Keywords: cloud computing, open infrastructure, open source
As much of our modern computational workflows move to the cloud, new opportunities open up to use open-source tooling for scientific interactivity, collaboration, and reproducibility. While much attention has been paid to specific analytics packages in the open-source ecosystem, less thought has been put into how these packages will be *run* in the cloud. It is crucial that the open-source scientific stack also has a collection of open-source and cloud-agnostic tools for managing resources and environments in the cloud, something we call the “Open Infrastructure Stack”.
This talk will describe recent projects in “Open Infrastructure” from the Jupyter community. These are cloud-native projects that enable open-source workflows in data analytics, scientific analysis, and education. Importantly, they are community-driven and cloud-agnostic tools; these projects focus on giving users the flexibility to run infrastructure on a number of different cloud providers or institutional hardware.
The centerpiece of this stack is JupyterHub, a tool for deploying interactive analytics environments that are remotely accessible. JupyterHub is workflow- and cloud-agnostic, and is able to serve environments with many languages, interfaces, and computational infrastructure. JupyterHub distributions integrate with other open infrastructure (such as Kubernetes), and can be used for both smaller (tens of users) as well as larger (1000s of users) deployments.

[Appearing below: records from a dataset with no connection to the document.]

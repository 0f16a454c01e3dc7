//! # songdrop-blob: namespaced blob storage for songdrop
//!
//! `songdrop-blob` holds the blob side of a media submission: the
//! [`BlobStore`] collaborator trait the upload orchestrator drives, the
//! [`BlobKeyStrategy`] that keeps keys unique per submission, and two stores.
//!
//! ```rust
//! use songdrop_blob::prelude::*;
//!
//! # #[tokio::main]
//! # async fn main() -> BlobResult<()> {
//! let store = MemoryBlobStore::new();
//! let keys = DefaultKeyStrategy;
//!
//! let suffix = keys.unique_suffix();
//! let key = keys.object_key(Namespace::Audio, "Blue Train", &suffix);
//!
//! let path = store
//!     .upload(Namespace::Audio, &key, bytes::Bytes::from_static(b"ID3"), "audio/mpeg")
//!     .await?;
//! store.delete(Namespace::Audio, &path).await?;
//! # Ok(())
//! # }
//! ```
//!
//! ## Stores
//!
//! - [`MemoryBlobStore`]: in-process, for tests and local runs
//! - [`S3CompatibleStore`]: any S3-compatible endpoint, one bucket per namespace
//!
//! Neither store overwrites an existing key.

mod config;
mod error;
mod memory;
mod s3_store;
pub mod store;
mod types;

pub use config::BlobConfig;
pub use error::{BlobError, BlobResult};
pub use memory::{MemoryBlobStore, StoredBlob};
pub use s3_store::{S3CompatibleStore, S3Config};
pub use store::{sanitize_title, BlobKeyStrategy, BlobStore, DefaultKeyStrategy};
pub use types::{BlobPath, BlobPayload, BlobRef, Namespace};

/// Prelude for convenient imports
pub mod prelude {
    pub use crate::{
        BlobConfig, BlobError, BlobKeyStrategy, BlobPath, BlobPayload, BlobRef, BlobResult,
        BlobStore, DefaultKeyStrategy, MemoryBlobStore, Namespace,
    };
}
//! # Errors
//!
//! Three families, by who can act on them:
//! - [`ValidationError`]: user-correctable, raised before any store call
//! - [`StoreError`]: a blob or metadata store failed at a given stage
//! - [`CompensationFailure`]: a cleanup delete failed; logged, never returned
//!
//! Every caller-visible error maps to an [`ErrorKind`] carrying a status code
//! and a stable name so transports can render it without matching on store
//! internals.

use std::fmt;

use serde::{Deserialize, Serialize};
use songdrop_blob::{BlobError, BlobPath, Namespace};
use thiserror::Error;

use crate::metadata::MetadataError;

/// Error class names + status codes.
#[derive(Debug, Clone, Copy, PartialEq, Eq, Hash)]
pub enum ErrorKind {
    BadRequest,       // 400
    NotAuthenticated, // 401
    NotFound,         // 404
    Timeout,          // 408
    Conflict,         // 409
    Unprocessable,    // 422
    GeneralError,     // 500
    BadGateway,       // 502
    Unavailable,      // 503
}

impl ErrorKind {
    pub fn status_code(&self) -> u16 {
        match self {
            ErrorKind::BadRequest => 400,
            ErrorKind::NotAuthenticated => 401,
            ErrorKind::NotFound => 404,
            ErrorKind::Timeout => 408,
            ErrorKind::Conflict => 409,
            ErrorKind::Unprocessable => 422,
            ErrorKind::GeneralError => 500,
            ErrorKind::BadGateway => 502,
            ErrorKind::Unavailable => 503,
        }
    }

    pub fn name(&self) -> &'static str {
        match self {
            ErrorKind::BadRequest => "BadRequest",
            ErrorKind::NotAuthenticated => "NotAuthenticated",
            ErrorKind::NotFound => "NotFound",
            ErrorKind::Timeout => "Timeout",
            ErrorKind::Conflict => "Conflict",
            ErrorKind::Unprocessable => "Unprocessable",
            ErrorKind::GeneralError => "GeneralError",
            ErrorKind::BadGateway => "BadGateway",
            ErrorKind::Unavailable => "Unavailable",
        }
    }

    /// Kebab-cased class name
    pub fn class_name(&self) -> &'static str {
        match self {
            ErrorKind::BadRequest => "bad-request",
            ErrorKind::NotAuthenticated => "not-authenticated",
            ErrorKind::NotFound => "not-found",
            ErrorKind::Timeout => "timeout",
            ErrorKind::Conflict => "conflict",
            ErrorKind::Unprocessable => "unprocessable",
            ErrorKind::GeneralError => "general-error",
            ErrorKind::BadGateway => "bad-gateway",
            ErrorKind::Unavailable => "unavailable",
        }
    }
}

/// Request field a validation error points at
#[derive(Debug, Clone, Copy, PartialEq, Eq, Hash, Serialize, Deserialize)]
#[serde(rename_all = "lowercase")]
pub enum Field {
    Title,
    Author,
    Audio,
    Image,
    Owner,
}

impl Field {
    pub fn as_str(&self) -> &'static str {
        match self {
            Field::Title => "title",
            Field::Author => "author",
            Field::Audio => "audio",
            Field::Image => "image",
            Field::Owner => "owner",
        }
    }
}

impl fmt::Display for Field {
    fn fmt(&self, f: &mut fmt::Formatter<'_>) -> fmt::Result {
        f.write_str(self.as_str())
    }
}

#[derive(Error, Debug, Clone, PartialEq, Eq)]
pub enum ValidationError {
    #[error("{field} is required")]
    Missing { field: Field },

    #[error("{field} file type '{content_type}' is not allowed")]
    UnsupportedType { field: Field, content_type: String },

    #[error("{field} file of {size} bytes exceeds maximum {max}")]
    TooLarge { field: Field, size: u64, max: u64 },

    /// The caller context supplied no owner. A caller bug, not a user error.
    #[error("no authenticated owner in caller context")]
    MissingOwner,
}

impl ValidationError {
    pub fn missing(field: Field) -> Self {
        Self::Missing { field }
    }

    pub fn field(&self) -> Field {
        match self {
            Self::Missing { field }
            | Self::UnsupportedType { field, .. }
            | Self::TooLarge { field, .. } => *field,
            Self::MissingOwner => Field::Owner,
        }
    }

    /// True when the caller, not the user, broke the contract
    pub fn is_precondition(&self) -> bool {
        matches!(self, Self::MissingOwner)
    }

    pub fn kind(&self) -> ErrorKind {
        match self {
            Self::Missing { .. } => ErrorKind::BadRequest,
            Self::UnsupportedType { .. } | Self::TooLarge { .. } => ErrorKind::Unprocessable,
            Self::MissingOwner => ErrorKind::NotAuthenticated,
        }
    }
}

/// Failure reported by one of the external stores
#[derive(Error, Debug)]
pub enum StoreError {
    #[error(transparent)]
    Blob(#[from] BlobError),

    #[error(transparent)]
    Metadata(#[from] MetadataError),
}

impl StoreError {
    pub fn is_timeout(&self) -> bool {
        match self {
            Self::Blob(e) => e.is_timeout(),
            Self::Metadata(e) => e.is_timeout(),
        }
    }

    pub fn kind(&self) -> ErrorKind {
        match self {
            Self::Blob(BlobError::NotFound { .. }) => ErrorKind::NotFound,
            Self::Blob(BlobError::Conflict { .. }) => ErrorKind::Conflict,
            Self::Blob(BlobError::Invalid { .. }) => ErrorKind::BadRequest,
            Self::Blob(BlobError::TooLarge { .. }) => ErrorKind::Unprocessable,
            Self::Blob(BlobError::Timeout { .. }) => ErrorKind::Timeout,
            Self::Blob(BlobError::Backend { .. }) => ErrorKind::BadGateway,
            Self::Metadata(MetadataError::Timeout { .. }) => ErrorKind::Timeout,
            Self::Metadata(MetadataError::Unavailable { .. }) => ErrorKind::Unavailable,
            Self::Metadata(MetadataError::Rejected { .. }) => ErrorKind::Unprocessable,
            Self::Metadata(MetadataError::Backend { .. }) => ErrorKind::BadGateway,
        }
    }
}

/// Reason half of a failed [`UploadOutcome`](crate::UploadOutcome)
#[derive(Error, Debug)]
pub enum UploadError {
    #[error(transparent)]
    Validation(#[from] ValidationError),

    #[error(transparent)]
    Store(#[from] StoreError),

    /// The runtime shut down before the submission task finished
    #[error("submission interrupted: {message}")]
    Interrupted { message: String },
}

impl UploadError {
    pub fn kind(&self) -> ErrorKind {
        match self {
            Self::Validation(e) => e.kind(),
            Self::Store(e) => e.kind(),
            Self::Interrupted { .. } => ErrorKind::GeneralError,
        }
    }

    pub fn as_validation(&self) -> Option<&ValidationError> {
        match self {
            Self::Validation(e) => Some(e),
            _ => None,
        }
    }
}

impl From<BlobError> for UploadError {
    fn from(err: BlobError) -> Self {
        Self::Store(StoreError::Blob(err))
    }
}

impl From<MetadataError> for UploadError {
    fn from(err: MetadataError) -> Self {
        Self::Store(StoreError::Metadata(err))
    }
}

/// A compensating delete that did not go through.
///
/// Only ever logged; it never changes the outcome of a submission.
#[derive(Error, Debug)]
#[error("compensating delete of {namespace}/{path} failed: {source}")]
pub struct CompensationFailure {
    pub namespace: Namespace,
    pub path: BlobPath,
    #[source]
    pub source: BlobError,
}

We’ll cover the structure and function of several marquee deployments of JupyterHub that span major use-cases in science and education. We will describe the process and technical deployment around Data 8, a 1,400 student course with a JupyterHub that all students use for doing their work. We’ll also cover Pangeo, a collaboration between multiple institutes and projects that uses a JupyterHub along with an open-source stack to facilitate large-scale geospatial analysis in the cloud.